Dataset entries

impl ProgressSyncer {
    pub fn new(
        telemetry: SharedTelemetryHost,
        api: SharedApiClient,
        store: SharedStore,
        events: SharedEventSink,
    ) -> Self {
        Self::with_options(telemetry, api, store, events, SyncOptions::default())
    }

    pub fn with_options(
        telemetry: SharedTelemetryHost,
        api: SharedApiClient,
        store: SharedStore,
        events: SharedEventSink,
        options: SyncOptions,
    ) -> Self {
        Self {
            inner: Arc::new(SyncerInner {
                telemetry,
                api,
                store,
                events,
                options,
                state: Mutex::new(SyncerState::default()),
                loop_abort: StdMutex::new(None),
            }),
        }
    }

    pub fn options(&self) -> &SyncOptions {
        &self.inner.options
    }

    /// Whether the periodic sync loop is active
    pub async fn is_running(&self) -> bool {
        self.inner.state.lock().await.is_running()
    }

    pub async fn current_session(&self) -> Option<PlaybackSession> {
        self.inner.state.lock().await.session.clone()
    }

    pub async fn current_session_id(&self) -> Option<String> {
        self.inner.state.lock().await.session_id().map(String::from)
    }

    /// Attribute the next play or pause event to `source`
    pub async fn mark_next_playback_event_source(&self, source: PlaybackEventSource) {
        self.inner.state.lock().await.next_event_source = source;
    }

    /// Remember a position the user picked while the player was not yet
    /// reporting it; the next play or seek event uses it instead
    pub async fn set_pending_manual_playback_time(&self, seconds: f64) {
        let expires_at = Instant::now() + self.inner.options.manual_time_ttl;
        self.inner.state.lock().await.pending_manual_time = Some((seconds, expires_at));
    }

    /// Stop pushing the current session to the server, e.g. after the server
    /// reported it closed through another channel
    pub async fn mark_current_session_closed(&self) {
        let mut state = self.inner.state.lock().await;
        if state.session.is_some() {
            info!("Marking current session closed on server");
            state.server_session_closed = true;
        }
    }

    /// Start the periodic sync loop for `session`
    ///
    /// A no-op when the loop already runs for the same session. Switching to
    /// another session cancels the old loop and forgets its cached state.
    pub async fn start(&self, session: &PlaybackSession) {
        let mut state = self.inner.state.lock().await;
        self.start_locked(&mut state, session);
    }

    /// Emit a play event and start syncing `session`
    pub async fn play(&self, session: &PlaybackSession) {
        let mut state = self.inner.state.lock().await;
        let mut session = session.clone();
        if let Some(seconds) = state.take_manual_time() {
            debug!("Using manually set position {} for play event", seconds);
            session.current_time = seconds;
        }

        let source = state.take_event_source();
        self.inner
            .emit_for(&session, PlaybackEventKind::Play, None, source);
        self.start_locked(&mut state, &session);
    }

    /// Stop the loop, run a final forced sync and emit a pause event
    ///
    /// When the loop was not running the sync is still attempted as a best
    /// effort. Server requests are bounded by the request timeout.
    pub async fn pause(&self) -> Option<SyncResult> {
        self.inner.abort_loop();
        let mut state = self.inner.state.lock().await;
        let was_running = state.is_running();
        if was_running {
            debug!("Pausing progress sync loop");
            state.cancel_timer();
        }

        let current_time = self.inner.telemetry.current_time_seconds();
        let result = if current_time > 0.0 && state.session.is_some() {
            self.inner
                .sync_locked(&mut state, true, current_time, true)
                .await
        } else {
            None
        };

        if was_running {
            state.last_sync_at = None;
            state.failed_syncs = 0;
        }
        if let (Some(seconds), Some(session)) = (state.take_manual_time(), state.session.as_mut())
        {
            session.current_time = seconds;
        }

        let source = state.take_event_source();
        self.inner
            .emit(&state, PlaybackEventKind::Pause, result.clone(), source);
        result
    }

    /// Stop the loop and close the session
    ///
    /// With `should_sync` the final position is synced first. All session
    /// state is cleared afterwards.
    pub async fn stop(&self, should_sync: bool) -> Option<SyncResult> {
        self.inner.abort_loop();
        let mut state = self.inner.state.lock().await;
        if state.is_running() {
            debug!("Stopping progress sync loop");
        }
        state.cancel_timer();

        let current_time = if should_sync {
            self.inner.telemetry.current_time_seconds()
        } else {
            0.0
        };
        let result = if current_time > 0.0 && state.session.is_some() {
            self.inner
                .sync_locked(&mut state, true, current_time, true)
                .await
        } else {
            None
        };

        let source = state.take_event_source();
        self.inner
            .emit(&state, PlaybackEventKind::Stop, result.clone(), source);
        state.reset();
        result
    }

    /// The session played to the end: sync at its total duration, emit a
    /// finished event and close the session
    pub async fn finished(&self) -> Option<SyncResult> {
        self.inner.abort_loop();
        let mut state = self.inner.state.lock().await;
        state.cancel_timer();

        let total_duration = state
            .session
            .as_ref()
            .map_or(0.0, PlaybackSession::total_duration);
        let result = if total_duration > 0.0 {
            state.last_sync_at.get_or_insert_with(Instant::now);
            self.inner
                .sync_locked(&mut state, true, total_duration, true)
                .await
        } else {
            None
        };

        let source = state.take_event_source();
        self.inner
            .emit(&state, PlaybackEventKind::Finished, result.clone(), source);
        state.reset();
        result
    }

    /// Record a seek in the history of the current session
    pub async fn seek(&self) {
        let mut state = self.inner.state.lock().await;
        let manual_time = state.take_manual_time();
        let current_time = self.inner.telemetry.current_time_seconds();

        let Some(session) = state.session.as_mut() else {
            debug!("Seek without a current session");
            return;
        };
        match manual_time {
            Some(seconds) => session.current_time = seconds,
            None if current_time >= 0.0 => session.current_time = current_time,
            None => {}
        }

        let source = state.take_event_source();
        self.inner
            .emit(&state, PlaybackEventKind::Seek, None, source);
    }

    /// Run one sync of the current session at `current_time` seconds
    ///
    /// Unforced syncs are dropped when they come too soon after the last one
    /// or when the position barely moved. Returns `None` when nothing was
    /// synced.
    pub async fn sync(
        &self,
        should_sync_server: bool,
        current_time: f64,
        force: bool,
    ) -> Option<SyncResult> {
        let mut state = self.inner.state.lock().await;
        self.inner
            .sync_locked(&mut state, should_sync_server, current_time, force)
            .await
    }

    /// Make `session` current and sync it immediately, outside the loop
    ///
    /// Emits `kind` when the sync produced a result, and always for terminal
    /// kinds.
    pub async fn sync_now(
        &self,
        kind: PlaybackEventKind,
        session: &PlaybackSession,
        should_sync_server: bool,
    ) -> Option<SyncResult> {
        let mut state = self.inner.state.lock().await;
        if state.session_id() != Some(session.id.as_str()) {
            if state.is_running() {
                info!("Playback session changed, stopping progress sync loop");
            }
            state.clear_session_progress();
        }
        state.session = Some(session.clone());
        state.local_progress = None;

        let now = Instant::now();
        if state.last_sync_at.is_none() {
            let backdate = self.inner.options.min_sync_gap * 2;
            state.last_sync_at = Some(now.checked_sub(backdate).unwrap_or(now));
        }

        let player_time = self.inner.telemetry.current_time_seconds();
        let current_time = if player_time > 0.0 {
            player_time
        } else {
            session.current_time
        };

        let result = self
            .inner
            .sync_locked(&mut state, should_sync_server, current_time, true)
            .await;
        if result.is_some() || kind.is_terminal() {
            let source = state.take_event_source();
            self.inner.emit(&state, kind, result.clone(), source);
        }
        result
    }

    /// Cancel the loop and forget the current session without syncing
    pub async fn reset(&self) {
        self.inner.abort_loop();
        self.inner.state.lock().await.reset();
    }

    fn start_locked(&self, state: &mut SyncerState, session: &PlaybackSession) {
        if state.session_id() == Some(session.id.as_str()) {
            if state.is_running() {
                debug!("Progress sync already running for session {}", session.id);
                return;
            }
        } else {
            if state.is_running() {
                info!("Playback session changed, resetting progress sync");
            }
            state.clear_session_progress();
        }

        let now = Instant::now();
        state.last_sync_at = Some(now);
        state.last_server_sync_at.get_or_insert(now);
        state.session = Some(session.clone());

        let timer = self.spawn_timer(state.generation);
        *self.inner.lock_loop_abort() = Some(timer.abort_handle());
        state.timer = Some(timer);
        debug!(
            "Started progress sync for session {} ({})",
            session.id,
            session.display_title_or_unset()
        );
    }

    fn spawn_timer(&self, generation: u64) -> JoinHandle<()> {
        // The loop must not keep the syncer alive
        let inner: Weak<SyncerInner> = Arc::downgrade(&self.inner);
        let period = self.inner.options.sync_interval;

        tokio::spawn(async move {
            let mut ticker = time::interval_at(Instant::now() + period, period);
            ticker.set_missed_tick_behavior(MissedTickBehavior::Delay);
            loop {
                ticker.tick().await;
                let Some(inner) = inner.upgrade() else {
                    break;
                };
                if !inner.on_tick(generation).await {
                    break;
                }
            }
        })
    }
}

> What the exercise asks:
Reproduce every line in the records above that contains the word "backdate".

> Answer box:
            let backdate = self.inner.options.min_sync_gap * 2;
            state.last_sync_at = Some(now.checked_sub(backdate).unwrap_or(now));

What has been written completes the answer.